Я представил себе картину, которую видел однажды, прогуливаясь от фабрики на Кортланд-стрит до Уолл-стрит, чтобы посмотреть старый Федеральный Холл. Это была картина, изображавшая канцлера Ливингстона, приводившего к присяге Вашингтона при вступлении им в должность президента. Для меня это было самым торжественным историческим актом, какой когда-либо наблюдал Нью-Йорк или какой-нибудь другой город в мире. Когда маленький чиновник в бюро по натурализации вручил мне мои гражданские бумаги и небрежно потребовал от меня клятву, что я обещаю всегда быть верным конституции Соединенных Штатов Америки, картина с исторической сценой в Федеральном Холле быстро предстала предо мной и странное волнение заставило задрожать мой голос, когда я сказал: «Клянусь. Да поможет мне Бог!» Маленький чиновник заметил мое волнение, но не понял его, потому что он не знал о моих долгих и непрестанных усилиях на протяжении девяти лет приготовить себя для гражданства Соединенных Штатов Америки.

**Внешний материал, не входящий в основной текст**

use futures::stream::{self, Stream, StreamExt};

use crate::client::{self, FetchResult};
use crate::parser::{self, ParseError};
use crate::types::{Category, Location, Options, Profile, SortKey};
use crate::utils::{sanitize_name, search_slug, sort_profiles};

// Container ids for the three index-page flavors.
const CATEGORY_LIST_ID: &str = "post_listing";
const MAP_LIST_ID: &str = "cnwMaps_mainProfileList";
const TOP_LIST_ID: &str = "top_100_list";

#[derive(Debug, thiserror::Error)]
pub enum ScraperError {
    #[error("HTTP request failed: {0}")]
    HttpError(#[from] reqwest::Error),
    #[error("Parse error: {0}")]
    ParseError(#[from] ParseError),
    #[error("Starting page {page} is out of range for the {category} category")]
    PageOutOfRange { category: Category, page: u32 },
    #[error("Invalid page range: {start}..{end}")]
    InvalidRange { start: u32, end: u32 },
}

/// Entry point for every crawl. Holds the connection options and the
/// site base URL; each batch of requests gets its own connection pool,
/// so constructing one is free and nothing is shared across calls.
#[derive(Debug, Clone)]
pub struct WebScraper {
    options: Options,
    base_url: String,
}

impl Default for WebScraper {
    fn default() -> Self {
        Self::new()
    }
}

impl WebScraper {
    pub fn new() -> Self {
        Self::with_options(Options::default())
    }

    pub fn with_options(options: Options) -> Self {
        Self {
            options,
            base_url: crate::BASE_URL.to_string(),
        }
    }

    /// Collect every profile listed on the category pages in the
    /// inclusive range. The whole range is fetched as one concurrent
    /// batch; pages past the end of the category come back non-2xx and
    /// are dropped, but a missing starting page is an error.
    pub async fn scrape_category(
        &self,
        category: Category,
        start_page: u32,
        end_page: u32,
        sort_by: Option<SortKey>,
        ascending: bool,
    ) -> Result<Vec<Profile>, ScraperError> {
        if start_page == 0 || end_page < start_page {
            return Err(ScraperError::InvalidRange {
                start: start_page,
                end: end_page,
            });
        }

        log::info!(
            "Fetching {} category pages {}-{}...",
            category,
            start_page,
            end_page
        );
        let urls: Vec<String> = (start_page..=end_page)
            .map(|page| {
                format!(
                    "{}/category/{}/page/{}/",
                    self.base_url,
                    category.slug(),
                    page
                )
            })
            .collect();
        let pages = client::fetch_many(&self.options, &urls).await?;

        if !pages[0].status.is_success() {
            return Err(ScraperError::PageOutOfRange {
                category,
                page: start_page,
            });
        }

        let mut profile_urls = Vec::new();
        for (page, fetched) in (start_page..=end_page).zip(&pages) {
            if !fetched.status.is_success() {
                log::debug!("Category page {} is past the end, skipping", page);
                continue;
            }
            profile_urls.extend(self.links_in(fetched, CATEGORY_LIST_ID));
        }

        let profiles = self.fetch_profiles(&profile_urls).await?;
        log::info!("Compiled {} profile(s) from {}", profiles.len(), category);
        Ok(sort_profiles(profiles, sort_by, ascending))
    }

    /// Collect the top profiles for a map location.
    pub async fn scrape_map(
        &self,
        location: Location,
        sort_by: Option<SortKey>,
        ascending: bool,
    ) -> Result<Vec<Profile>, ScraperError> {
        log::info!("Fetching map page for {}...", location);
        let url = format!("{}/map/{}/", self.base_url, location.slug());
        let pages = client::fetch_many(&self.options, &[url]).await?;

        let profile_urls = self.links_in(&pages[0], MAP_LIST_ID);
        let profiles = self.fetch_profiles(&profile_urls).await?;
        Ok(sort_profiles(profiles, sort_by, ascending))
    }

    /// Run each name through the site's search and keep the profiles
    /// whose lead result actually matches. Duplicate queries collapse to
    /// one search, so at most one profile comes back per unique name.
    pub async fn scrape_names(
        &self,
        names: &[String],
        sort_by: Option<SortKey>,
        ascending: bool,
    ) -> Result<Vec<Profile>, ScraperError> {
        log::info!("Searching for {} name(s)...", names.len());
        let mut queries: Vec<(String, String)> = Vec::new();
        for name in names {
            let sanitized = sanitize_name(name);
            let url = format!("{}/dl/{}/", self.base_url, search_slug(&sanitized));
            if queries.iter().any(|(_, existing)| *existing == url) {
                continue;
            }
            queries.push((sanitized, url));
        }

        let search_urls: Vec<String> = queries.iter().map(|(_, url)| url.clone()).collect();
        let results = client::fetch_many(&self.options, &search_urls).await?;

        let mut profile_urls = Vec::new();
        for ((sanitized, _), result) in queries.iter().zip(&results) {
            if !result.status.is_success() {
                log::debug!(
                    "FAILED: search for '{}' returned status {}",
                    sanitized,
                    result.status.as_u16()
                );
                continue;
            }
            match parser::match_search_lead(&result.body, sanitized) {
                Some(href) => {
                    log::debug!("FOUND: '{}' matches the lead result", sanitized);
                    profile_urls.push(self.absolute_url(&href));
                }
                None => log::debug!("FAILED: '{}' has no matching search result", sanitized),
            }
        }

        let profiles = self.fetch_profiles(&profile_urls).await?;
        Ok(sort_profiles(profiles, sort_by, ascending))
    }

    /// Collect a category's top-50 list, or the overall top-100 list
    /// when no category is given.
    pub async fn scrape_top(
        &self,
        category: Option<Category>,
        sort_by: Option<SortKey>,
        ascending: bool,
    ) -> Result<Vec<Profile>, ScraperError> {
        let url = match category {
            Some(category) => format!("{}/list/top-50-{}/", self.base_url, category.slug()),
            None => format!(
                "{}/list/top-100-richest-people-in-the-world/",
                self.base_url
            ),
        };
        log::info!("Fetching top list...");
        let pages = client::fetch_many(&self.options, &[url]).await?;

        let profile_urls = self.links_in(&pages[0], TOP_LIST_ID);
        let profiles = self.fetch_profiles(&profile_urls).await?;
        Ok(sort_profiles(profiles, sort_by, ascending))
    }

    /// Grab one profile through the site's random redirect.
    pub async fn scrape_random(&self) -> Result<Profile, ScraperError> {
        log::info!("Fetching a random profile...");
        let url = format!("{}/random/", self.base_url);
        let pages = client::fetch_many(&self.options, &[url]).await?;
        Ok(parser::parse_profile(
            &pages[0].body,
            self.options.include_description,
        )?)
    }

    /// Walk every known category lazily, yielding one category's batch
    /// of profiles at a time. Dropping the stream cancels the remainder;
    /// each category covers pages `1..=pages_per_category`.
    pub fn scrape_all(
        &self,
        pages_per_category: u32,
        sort_by: Option<SortKey>,
        ascending: bool,
    ) -> impl Stream<Item = Result<(Category, Vec<Profile>), ScraperError>> + '_ {
        stream::iter(Category::ALL).then(move |category| async move {
            let profiles = self
                .scrape_category(category, 1, pages_per_category, sort_by, ascending)
                .await?;
            Ok::<_, ScraperError>((category, profiles))
        })
    }

    fn absolute_url(&self, href: &str) -> String {
        if href.starts_with("http") {
            href.to_string()
        } else {
            format!("{}{}", self.base_url, href)
        }
    }

    fn links_in(&self, page: &FetchResult, container_id: &str) -> Vec<String> {
        let links = parser::extract_links(&page.body, container_id);
        if links.is_empty() {
            log::debug!("No profile links found in {}", page.url);
        }
        links
            .into_iter()
            .map(|href| self.absolute_url(&href))
            .collect()
    }

    // Detail pages that come back non-2xx or fail to parse are skipped
    // per record; only transport errors abort the call.
    async fn fetch_profiles(&self, urls: &[String]) -> Result<Vec<Profile>, ScraperError> {
        let pages = client::fetch_many(&self.options, urls).await?;
        let mut profiles = Vec::with_capacity(pages.len());
        for page in &pages {
            if !page.status.is_success() {
                log::warn!("Skipping profile {}: status {}", page.url, page.status.as_u16());
                continue;
            }
            match parser::parse_profile(&page.body, self.options.include_description) {
                Ok(profile) => profiles.push(profile),
                Err(e) => log::warn!("Skipping profile {}: {}", page.url, e),
            }
        }
        Ok(profiles)
    }
}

Когда я сидел на палубе судна, которое должно было везти меня в европейский университет, и наблюдал, как оно выходило из Нью-Йоркского порта, я вспомнил тот день, когда я девять лет тому назад приехал на иммигрантском пароходе и сказал себе: «Михаил Пупин, самым драгоценным имуществом, которое ты привез в Нью-Йорк девять лет назад, было твое знание, глубокое уважение и почитание лучших традиций твоего народа,.. Самым драгоценным имуществом, которое ты увозишь с собой из Нью-Йорка, является твое знание, глубокое уважение и почитание лучших традиций твоей новой родины, Соединенных Штатов Америки».